#### [Task to carry out]
What lines in the records include the string "PartialEq"? Return each one.

#### [Entries supplied]
[Start of Attachment]
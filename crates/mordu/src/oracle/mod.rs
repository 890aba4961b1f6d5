//! Fortune completion provider
//!
//! The provider itself sits behind [`CompletionProvider`]. [`Oracle`] builds
//! the persona prompt from the reading subject and never fails: any provider
//! error is replaced with a fixed fallback text.

mod typhoon;

pub use typhoon::TyphoonClient;

use async_trait::async_trait;
use serde::{Deserialize, Serialize};
use std::sync::Arc;
use tracing::{error, warn};

use crate::error::MorduResult;
use crate::models::{Role, Subject};

/// Shown when the provider is unreachable or errors
pub const FALLBACK_PREDICTION: &str = "เซิร์ฟเวอร์พลังงานจักรวาลล่ม ติดต่อไม่ได้ ลองใหม่อีกที";

/// Shown when no API key is configured
pub const MISSING_KEY_PREDICTION: &str =
    "ไม่พบ API Key สำหรับการเชื่อมต่อ AI กรุณาตรวจสอบการตั้งค่า";

#[derive(Debug, Clone, PartialEq, Eq, Serialize, Deserialize)]
pub struct PromptMessage {
    pub role: String,
    pub content: String,
}

impl PromptMessage {
    pub fn system(content: impl Into<String>) -> Self {
        Self {
            role: "system".to_string(),
            content: content.into(),
        }
    }

    pub fn user(content: impl Into<String>) -> Self {
        Self {
            role: "user".to_string(),
            content: content.into(),
        }
    }

    pub fn from_role(role: Role, content: impl Into<String>) -> Self {
        Self {
            role: match role {
                Role::User => "user",
                Role::Assistant => "assistant",
            }
            .to_string(),
            content: content.into(),
        }
    }
}

#[async_trait]
pub trait CompletionProvider: Send + Sync {
    async fn complete(&self, system_prompt: &str, messages: &[PromptMessage]) -> MorduResult<String>;
}

/// Completion provider settings
#[derive(Debug, Clone, Serialize, Deserialize)]
pub struct OracleConfig {
    #[serde(default = "default_api_url")]
    pub api_url: String,
    #[serde(default = "default_model")]
    pub model: String,
    #[serde(default = "default_temperature")]
    pub temperature: f32,
    #[serde(default = "default_max_tokens")]
    pub max_tokens: u32,
    #[serde(default = "default_top_p")]
    pub top_p: f32,
    #[serde(default = "default_repetition_penalty")]
    pub repetition_penalty: f32,
    /// Whole-request timeout in seconds
    #[serde(default = "default_timeout_secs")]
    pub timeout_secs: u64,
}

fn default_api_url() -> String {
    "https://api.opentyphoon.ai/v1/chat/completions".to_string()
}

fn default_model() -> String {
    "typhoon-v2.1-12b-instruct".to_string()
}

fn default_temperature() -> f32 {
    0.7
}

fn default_max_tokens() -> u32 {
    256
}

fn default_top_p() -> f32 {
    0.8
}

fn default_repetition_penalty() -> f32 {
    1.1
}

fn default_timeout_secs() -> u64 {
    30
}

impl Default for OracleConfig {
    fn default() -> Self {
        Self {
            api_url: default_api_url(),
            model: default_model(),
            temperature: default_temperature(),
            max_tokens: default_max_tokens(),
            top_p: default_top_p(),
            repetition_penalty: default_repetition_penalty(),
            timeout_secs: default_timeout_secs(),
        }
    }
}

/// System prompt for the fortune-teller persona
pub fn persona_prompt(subject: &Subject) -> String {
    format!(
        "คุณคือ \"อาจารย์คม\" หมอดูสายตรงที่อ่านดวงตามความเป็นจริงโดยใช้หลักโหราศาสตร์ และ ดวงชะตา \
สไตล์การพูดของคุณคือ ตรงไปตรงมา ขวานผ่าซาก เพื่อกระตุ้นให้คนฟังยอมรับความจริง \
ใช้ข้อมูลวันเกิดและคำถามของผู้ใช้เพื่อชี้ให้เห็นความจริง จุดอ่อนที่อาจมองข้าม และทางออกที่ต้องลงมือทำจริง \
ตอบสั้นๆ 4-5 ประโยคแต่ได้ใจความ\n\
---\n\
ข้อมูลผู้ใช้:\n\
- ชื่อ: {}\n\
- วันเกิด: {}\n\
- เพศ: {}\n\
- หัวข้อที่กังวล: {}\n\
---",
        subject.name,
        subject.birthdate,
        subject.sex.as_str(),
        subject.topic.as_str()
    )
}

/// Prediction front end over an optional provider
#[derive(Clone)]
pub struct Oracle {
    provider: Option<Arc<dyn CompletionProvider>>,
}

impl Oracle {
    pub fn new(provider: Arc<dyn CompletionProvider>) -> Self {
        Self {
            provider: Some(provider),
        }
    }

    /// An oracle with no provider configured
    pub fn unconfigured() -> Self {
        Self { provider: None }
    }

    /// Build from config and an optional API key
    pub fn from_config(config: OracleConfig, api_key: Option<String>) -> MorduResult<Self> {
        match api_key.filter(|k| !k.trim().is_empty()) {
            Some(key) => Ok(Self::new(Arc::new(TyphoonClient::new(config, key)?))),
            None => {
                warn!("No completion API key configured; predictions use a fixed notice");
                Ok(Self::unconfigured())
            }
        }
    }

    pub fn is_configured(&self) -> bool {
        self.provider.is_some()
    }

    /// Predict for a single question
    pub async fn predict(&self, subject: &Subject, question: &str) -> String {
        self.converse(subject, &[PromptMessage::user(question)]).await
    }

    /// Predict with prior conversation turns
    pub async fn converse(&self, subject: &Subject, messages: &[PromptMessage]) -> String {
        let Some(provider) = &self.provider else {
            return MISSING_KEY_PREDICTION.to_string();
        };
        match provider.complete(&persona_prompt(subject), messages).await {
            Ok(text) => text,
            Err(e) => {
                error!("Completion provider failed: {}", e);
                FALLBACK_PREDICTION.to_string()
            }
        }
    }
}
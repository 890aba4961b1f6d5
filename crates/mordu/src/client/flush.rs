//! Offline queue flushing

use std::sync::Arc;
use std::time::Duration;
use tokio::task::JoinHandle;
use tokio_util::sync::CancellationToken;
use tracing::{debug, info, warn};

use super::Client;
use crate::error::{MorduError, MorduResult};

/// What one flush pass did
#[derive(Debug, Clone, Default, PartialEq, Eq)]
pub struct FlushReport {
    /// Whether the health probe succeeded
    pub reachable: bool,
    /// `(pending id, server id)` for every entry created
    pub created: Vec<(String, String)>,
    /// Entries left queued after a failed create
    pub failed: usize,
    /// Pending ids the server rejected as invalid, dropped from the queue
    pub rejected: Vec<String>,
}

impl Client {
    /// Try to create every queued reading on the server, in queue order.
    ///
    /// Nothing is sent unless the health probe answers `OK`. A created entry
    /// leaves the queue and its pending id is retired from the cached view,
    /// moving the active reference to the server id. Entries the server
    /// rejects as invalid are dropped, everything else that fails stays.
    pub async fn flush_once(&self) -> MorduResult<FlushReport> {
        let _turn = self.sequencer.lock().await;
        let mut report = FlushReport::default();

        let entries = self.queue.list().await;
        if entries.is_empty() {
            return Ok(report);
        }

        match self.api.health().await {
            Ok(true) => report.reachable = true,
            Ok(false) => {
                debug!("Server reports unhealthy; keeping {} queued", entries.len());
                return Ok(report);
            }
            Err(e) => {
                debug!("Server unreachable ({}); keeping {} queued", e, entries.len());
                return Ok(report);
            }
        }

        for entry in entries {
            match self.api.create_reading(&entry.to_input()).await {
                Ok(created) => {
                    self.queue.remove_by_id(&entry.id).await?;
                    self.cache.retire(&entry.id, &created.id).await?;
                    info!("Uploaded queued reading {} as {}", entry.id, created.id);
                    report.created.push((entry.id, created.id));
                }
                Err(MorduError::Validation(reason)) => {
                    self.queue.remove_by_id(&entry.id).await?;
                    self.cache.forget(&entry.id).await?;
                    warn!("Queued reading {} rejected, dropping it: {}", entry.id, reason);
                    report.rejected.push(entry.id);
                }
                Err(e) => {
                    warn!("Queued reading {} not uploaded: {}", entry.id, e);
                    report.failed += 1;
                }
            }
        }
        Ok(report)
    }
}

/// Periodic flush task, independent of the server-side sync engine
pub struct QueueFlusher {
    cancel: CancellationToken,
    handle: JoinHandle<()>,
}

impl QueueFlusher {
    /// First pass after `initial_delay`, then one every `interval` measured
    /// from the end of the previous pass
    pub fn start(client: Arc<Client>, initial_delay: Duration, interval: Duration) -> Self {
        let cancel = CancellationToken::new();
        let token = cancel.clone();

        let handle = tokio::spawn(async move {
            tokio::select! {
                _ = token.cancelled() => return,
                _ = tokio::time::sleep(initial_delay) => {}
            }
            loop {
                if let Err(e) = client.flush_once().await {
                    warn!("Queue flush failed: {}", e);
                }
                tokio::select! {
                    _ = token.cancelled() => break,
                    _ = tokio::time::sleep(interval) => {}
                }
            }
            debug!("Queue flusher stopped");
        });

        Self { cancel, handle }
    }

    /// Cancel the timer. A pass in flight finishes.
    pub fn stop(&self) {
        self.cancel.cancel();
    }

    /// Cancel and wait for the task to end
    pub async fn shutdown(self) {
        self.cancel.cancel();
        if let Err(e) = self.handle.await {
            warn!("Queue flusher ended abnormally: {}", e);
        }
    }
}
[End of Attachment]
#### [Answer to this task]
#[derive(Debug, Clone, PartialEq, Eq, Serialize, Deserialize)]
#[derive(Debug, Clone, Default, PartialEq, Eq)]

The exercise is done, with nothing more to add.